[[ Data section open ]]
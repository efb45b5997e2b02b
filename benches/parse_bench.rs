use criterion::{black_box, criterion_group, criterion_main, Criterion};
use sqlscope::reparser::apply_change;
use sqlscope::{ContentChange, Engine, Position};

const QUERY: &str = "with base as (\n    select id, amount, created_at\n    from `proj.sales.orders`\n    where amount > 0\n)\nselect b.id, sum(b.amount) over (partition by b.id order by b.created_at desc) as total\nfrom base b\nleft join sales.customers c on c.id = b.id and c.active = true\nwhere b.created_at between '2024-01-01' and '2024-12-31'\norder by total desc\nlimit 100;\n";

fn large_document() -> String {
    QUERY.repeat(50)
}

fn bench_tokenize_small(c: &mut Criterion) {
    let engine = Engine::builtin().unwrap();
    c.bench_function("tokenize_small", |b| {
        b.iter(|| engine.tokenize(black_box(QUERY)).unwrap())
    });
}

fn bench_parse_small(c: &mut Criterion) {
    let engine = Engine::builtin().unwrap();
    c.bench_function("parse_small", |b| {
        b.iter(|| engine.parse_text(black_box(QUERY)).unwrap())
    });
}

fn bench_parse_large(c: &mut Criterion) {
    let engine = Engine::builtin().unwrap();
    let sql = large_document();
    c.bench_function("parse_large", |b| {
        b.iter(|| engine.parse_text(black_box(&sql)).unwrap())
    });
}

fn bench_single_line_edit(c: &mut Criterion) {
    let engine = Engine::builtin().unwrap();
    let cache = engine.tokenize(&large_document()).unwrap();
    let change = ContentChange::replace(Position::new(1, 11), Position::new(1, 13), "order_id");
    c.bench_function("edit_large", |b| {
        b.iter(|| {
            let mut cache = cache.clone();
            apply_change(engine.tokenizer(), &mut cache, black_box(&change)).unwrap();
            cache
        })
    });
}

criterion_group!(
    benches,
    bench_tokenize_small,
    bench_parse_small,
    bench_parse_large,
    bench_single_line_edit
);
criterion_main!(benches);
[[ Data section closed ]]
◆ Task
Some lines of the data above may hold the word "ContentChange"; report how many do, and nothing else.

◆ Response to this exercise
2